• [How to complete this task] The records below are split into lines. How many of those lines contain the string "entry"? Reply with the number only.

******************************

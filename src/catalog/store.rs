//! Table persistence strategies
//!
//! A `TableStore` moves `RawTable` snapshots in and out of durable storage.
//! `CsvStore` keeps one `<name>.<ext>` file per table under a base directory.
//! `MemoryStore` keeps snapshots in memory.

use std::collections::BTreeMap;
use std::fs;
use std::path::{Path, PathBuf};

use crate::error::{Error, Result};
use crate::table::RawTable;

/// Persistence backend for committed table snapshots
pub trait TableStore {
    /// Loads the committed snapshot of a table
    fn load(&self, name: &str) -> Result<RawTable>;

    /// Replaces the committed snapshot of a table
    fn save(&mut self, name: &str, table: &RawTable) -> Result<()>;

    /// Removes the snapshot if present; returns whether one existed
    fn remove(&mut self, name: &str) -> Result<bool>;

    fn exists(&self, name: &str) -> bool;

    /// Human-readable location of the table's snapshot
    fn location(&self, name: &str) -> String;

    /// Names of every stored table, sorted
    fn list(&self) -> Result<Vec<String>>;
}

/// One CSV file per table under a base directory
#[derive(Debug, Clone)]
pub struct CsvStore {
    base_dir: PathBuf,
    extension: String,
}

impl CsvStore {
    pub fn new(base_dir: impl Into<PathBuf>, extension: impl Into<String>) -> Self {
        Self {
            base_dir: base_dir.into(),
            extension: extension.into(),
        }
    }

    pub fn base_dir(&self) -> &Path {
        &self.base_dir
    }

    /// Returns the backing file path for a table
    pub fn path_for(&self, name: &str) -> PathBuf {
        self.base_dir.join(format!("{}.{}", name, self.extension))
    }

    fn read_error(path: &Path, e: csv::Error) -> Error {
        match e.kind() {
            csv::ErrorKind::Io(_) => Error::csv(path, e),
            _ => Error::Parse(format!("Malformed table file {}: {}", path.display(), e)),
        }
    }
}

impl TableStore for CsvStore {
    fn load(&self, name: &str) -> Result<RawTable> {
        let path = self.path_for(name);
        if !path.is_file() {
            return Err(Error::NotFound(format!("File does not exist: {}", path.display())));
        }

        let mut reader = csv::ReaderBuilder::new()
            .has_headers(true)
            .from_path(&path)
            .map_err(|e| Self::read_error(&path, e))?;

        let header: Vec<String> = reader
            .headers()
            .map_err(|e| Self::read_error(&path, e))?
            .iter()
            .map(str::to_string)
            .collect();
        if header.is_empty() || header.iter().all(String::is_empty) {
            return Err(Error::Data(format!("{}: empty file", path.display())));
        }

        let mut raw = RawTable::new(header);
        for record in reader.records() {
            let record = record.map_err(|e| Self::read_error(&path, e))?;
            raw.rows.push(
                record
                    .iter()
                    .map(|field| (!field.is_empty()).then(|| field.to_string()))
                    .collect(),
            );
        }
        Ok(raw)
    }

    fn save(&mut self, name: &str, table: &RawTable) -> Result<()> {
        fs::create_dir_all(&self.base_dir).map_err(|e| Error::io(&self.base_dir, e))?;

        let path = self.path_for(name);
        let mut writer = csv::Writer::from_path(&path).map_err(|e| Error::csv(&path, e))?;
        writer
            .write_record(&table.header)
            .map_err(|e| Error::csv(&path, e))?;
        for row in &table.rows {
            writer
                .write_record(row.iter().map(|cell| cell.as_deref().unwrap_or("")))
                .map_err(|e| Error::csv(&path, e))?;
        }
        writer.flush().map_err(|e| Error::io(&path, e))?;
        Ok(())
    }

    fn remove(&mut self, name: &str) -> Result<bool> {
        let path = self.path_for(name);
        if !path.exists() {
            return Ok(false);
        }
        fs::remove_file(&path).map_err(|e| Error::io(&path, e))?;
        Ok(true)
    }

    fn exists(&self, name: &str) -> bool {
        self.path_for(name).is_file()
    }

    fn location(&self, name: &str) -> String {
        self.path_for(name).display().to_string()
    }

    fn list(&self) -> Result<Vec<String>> {
        if !self.base_dir.is_dir() {
            return Ok(Vec::new());
        }
        let entries = fs::read_dir(&self.base_dir).map_err(|e| Error::io(&self.base_dir, e))?;

        let mut names = Vec::new();
        for entry in entries {
            let path = entry.map_err(|e| Error::io(&self.base_dir, e))?.path();
            let matches_ext = path
                .extension()
                .and_then(|e| e.to_str())
                .map(|e| e.eq_ignore_ascii_case(&self.extension))
                .unwrap_or(false);
            if !(path.is_file() && matches_ext) {
                continue;
            }
            if let Some(stem) = path.file_stem().and_then(|s| s.to_str()) {
                names.push(stem.to_string());
            }
        }
        names.sort();
        Ok(names)
    }
}

/// Snapshot store held in memory
#[derive(Debug, Clone, Default)]
pub struct MemoryStore {
    snapshots: BTreeMap<String, RawTable>,
}

impl MemoryStore {
    pub fn new() -> Self {
        Self::default()
    }
}

impl TableStore for MemoryStore {
    fn load(&self, name: &str) -> Result<RawTable> {
        self.snapshots
            .get(name)
            .cloned()
            .ok_or_else(|| Error::NotFound(format!("No committed snapshot for table {}", name)))
    }

    fn save(&mut self, name: &str, table: &RawTable) -> Result<()> {
        self.snapshots.insert(name.to_string(), table.clone());
        Ok(())
    }

    fn remove(&mut self, name: &str) -> Result<bool> {
        Ok(self.snapshots.remove(name).is_some())
    }

    fn exists(&self, name: &str) -> bool {
        self.snapshots.contains_key(name)
    }

    fn location(&self, name: &str) -> String {
        format!("memory:{}", name)
    }

    fn list(&self) -> Result<Vec<String>> {
        Ok(self.snapshots.keys().cloned().collect())
    }
}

******************************

• [Solution to the exercise] 2